# Ever use glue on your eyebrows?



## LoveSxE&Magic (Oct 7, 2010)

it safe though right? this just through me for a loop!

/lib/ckeditor/images/spacer.gif?t=A8LE4JO


----------



## LoveSxE&Magic (Oct 7, 2010)

http://www.youtube.com/watch?v=qGEHKibbm2Q&amp;feature=sub


----------



## NGin (Oct 7, 2010)

I have used glue stick many times as i love playing with my eyebrows without shaving them ( and it's cheap to buy a glue stick)
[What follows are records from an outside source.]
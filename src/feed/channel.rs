use std::collections::{BTreeMap, BTreeSet};
use std::sync::{Arc, Mutex, MutexGuard};

use tokio::sync::mpsc::UnboundedSender;
use tracing::debug;

use crate::branch::Branch;
use crate::error::{SyncError, SyncResult};
use crate::store::CustomerRecord;

use super::{ChangeFeed, FeedEvent, FeedKind, Subscription, TargetConfigDoc};

/// In-process change feed. Snapshots published through it fan out to every
/// live subscription for the matching (branch, kind) and are kept as the
/// current state served by the one-shot fetches.
///
/// Branches can be disconnected and fetches forced to fail, which is how the
/// engine tests exercise the per-branch failure isolation paths.
#[derive(Clone)]
pub struct ChannelFeed {
    inner: Arc<Mutex<FeedState>>,
}

struct FeedState {
    connected: BTreeSet<Branch>,
    records: BTreeMap<Branch, Vec<CustomerRecord>>,
    target_docs: BTreeMap<Branch, Vec<TargetConfigDoc>>,
    failing_fetches: BTreeSet<(Branch, FeedKind)>,
    subscribers: Vec<Subscriber>,
    next_token: u64,
}

struct Subscriber {
    token: u64,
    branch: Branch,
    kind: FeedKind,
    sender: UnboundedSender<FeedEvent>,
}

impl ChannelFeed {
    pub fn new() -> Self {
        Self {
            inner: Arc::new(Mutex::new(FeedState {
                connected: Branch::ALL.into_iter().collect(),
                records: BTreeMap::new(),
                target_docs: BTreeMap::new(),
                failing_fetches: BTreeSet::new(),
                subscribers: Vec::new(),
                next_token: 0,
            })),
        }
    }

    fn state(&self) -> MutexGuard<'_, FeedState> {
        self.inner.lock().expect("feed state lock poisoned")
    }

    /// Publish a full record snapshot for one branch. Publishing under the
    /// state lock keeps delivery order identical to publish order.
    pub fn publish_records(&self, branch: Branch, records: Vec<CustomerRecord>) {
        let mut state = self.state();
        state.records.insert(branch, records.clone());
        state.deliver(
            branch,
            FeedKind::Records,
            FeedEvent::RecordsChanged { branch, records },
        );
    }

    /// Publish the branch's current configuration documents.
    pub fn publish_targets(&self, branch: Branch, docs: Vec<TargetConfigDoc>) {
        let mut state = self.state();
        state.target_docs.insert(branch, docs.clone());
        state.deliver(
            branch,
            FeedKind::Targets,
            FeedEvent::TargetsChanged { branch, docs },
        );
    }

    /// Report a failure on a live stream without cancelling it.
    pub fn emit_stream_error(&self, branch: Branch, kind: FeedKind, message: impl Into<String>) {
        let mut state = self.state();
        state.deliver(
            branch,
            kind,
            FeedEvent::StreamError {
                branch,
                kind,
                message: message.into(),
            },
        );
    }

    /// Drop the branch's connection; subscribes and fetches for it will fail
    /// with `AdapterUninitialized` until `reconnect` is called.
    pub fn disconnect(&self, branch: Branch) {
        self.state().connected.remove(&branch);
    }

    pub fn reconnect(&self, branch: Branch) {
        self.state().connected.insert(branch);
    }

    /// Make one-shot fetches of the given kind fail for the branch.
    pub fn fail_fetches(&self, branch: Branch, kind: FeedKind) {
        self.state().failing_fetches.insert((branch, kind));
    }

    pub fn restore_fetches(&self, branch: Branch, kind: FeedKind) {
        self.state().failing_fetches.remove(&(branch, kind));
    }

    fn check_connected(state: &FeedState, branch: Branch) -> SyncResult<()> {
        if state.connected.contains(&branch) {
            Ok(())
        } else {
            Err(SyncError::AdapterUninitialized { branch })
        }
    }
}

impl Default for ChannelFeed {
    fn default() -> Self {
        Self::new()
    }
}

impl FeedState {
    fn deliver(&mut self, branch: Branch, kind: FeedKind, event: FeedEvent) {
        // Closed receivers are pruned as a side effect of delivery.
        self.subscribers.retain(|sub| {
            if sub.branch != branch || sub.kind != kind {
                return true;
            }
            sub.sender.send(event.clone()).is_ok()
        });
    }
}

impl ChangeFeed for ChannelFeed {
    fn subscribe(
        &self,
        branch: Branch,
        kind: FeedKind,
        events: UnboundedSender<FeedEvent>,
    ) -> SyncResult<Subscription> {
        let mut state = self.state();
        Self::check_connected(&state, branch)?;

        let token = state.next_token;
        state.next_token += 1;
        state.subscribers.push(Subscriber {
            token,
            branch,
            kind,
            sender: events,
        });
        debug!(%branch, %kind, token, "channel feed subscription registered");

        let inner = Arc::clone(&self.inner);
        Ok(Subscription::new(move || {
            if let Ok(mut state) = inner.lock() {
                state.subscribers.retain(|sub| sub.token != token);
            }
        }))
    }

    async fn fetch_records(&self, branch: Branch) -> SyncResult<Vec<CustomerRecord>> {
        let state = self.state();
        Self::check_connected(&state, branch)?;
        if state.failing_fetches.contains(&(branch, FeedKind::Records)) {
            return Err(SyncError::fetch(
                branch,
                FeedKind::Records,
                "remote store unavailable",
            ));
        }
        Ok(state.records.get(&branch).cloned().unwrap_or_default())
    }

    async fn fetch_targets(&self, branch: Branch) -> SyncResult<Vec<TargetConfigDoc>> {
        let state = self.state();
        Self::check_connected(&state, branch)?;
        if state.failing_fetches.contains(&(branch, FeedKind::Targets)) {
            return Err(SyncError::fetch(
                branch,
                FeedKind::Targets,
                "remote store unavailable",
            ));
        }
        Ok(state.target_docs.get(&branch).cloned().unwrap_or_default())
    }
}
It's safe and produces pretty nice results but I personally prefer plasto wax whenever I can afford it ^^


----------



## llehsal (Oct 7, 2010)

Petrilude on YT has a brilliant video on it.  Check it out.


----------



## NGin (Oct 7, 2010)

oh and if you 're really worried to use glue, soap bar works too.


----------



## divadoll (Oct 8, 2010)

I posted petrilude's glue vid in the another thread.  I've seen a few YT vids using stick blue.  As long as it is washable and waterbased, it is safe.  Probably safer than a bar of soap which can cause irritation.


----------



## katana (Oct 10, 2010)

Yes you can safely use stick glue on your eyebrows. If you use soap something like Pears (The transparent orange bars) or other glycerin soaps work best.


----------



## reesesilverstar (Oct 10, 2010)

I've used Elmer's stick on my brows before and it works wonderfully.


----------



## sarah_elizabeth (Oct 11, 2010)

if you use glue stick then remove the glue by pulling it WITH the direction of hair. i did without in a stupid moment and wow... pain pain pain!


----------



## reesesilverstar (Oct 11, 2010)

LOL!!! Yea, but I used makeup remover and wiped in the direction of the hair. Good note though.


----------



## Karren (Oct 11, 2010)

I played around with them but decided I would just use what I have...


----------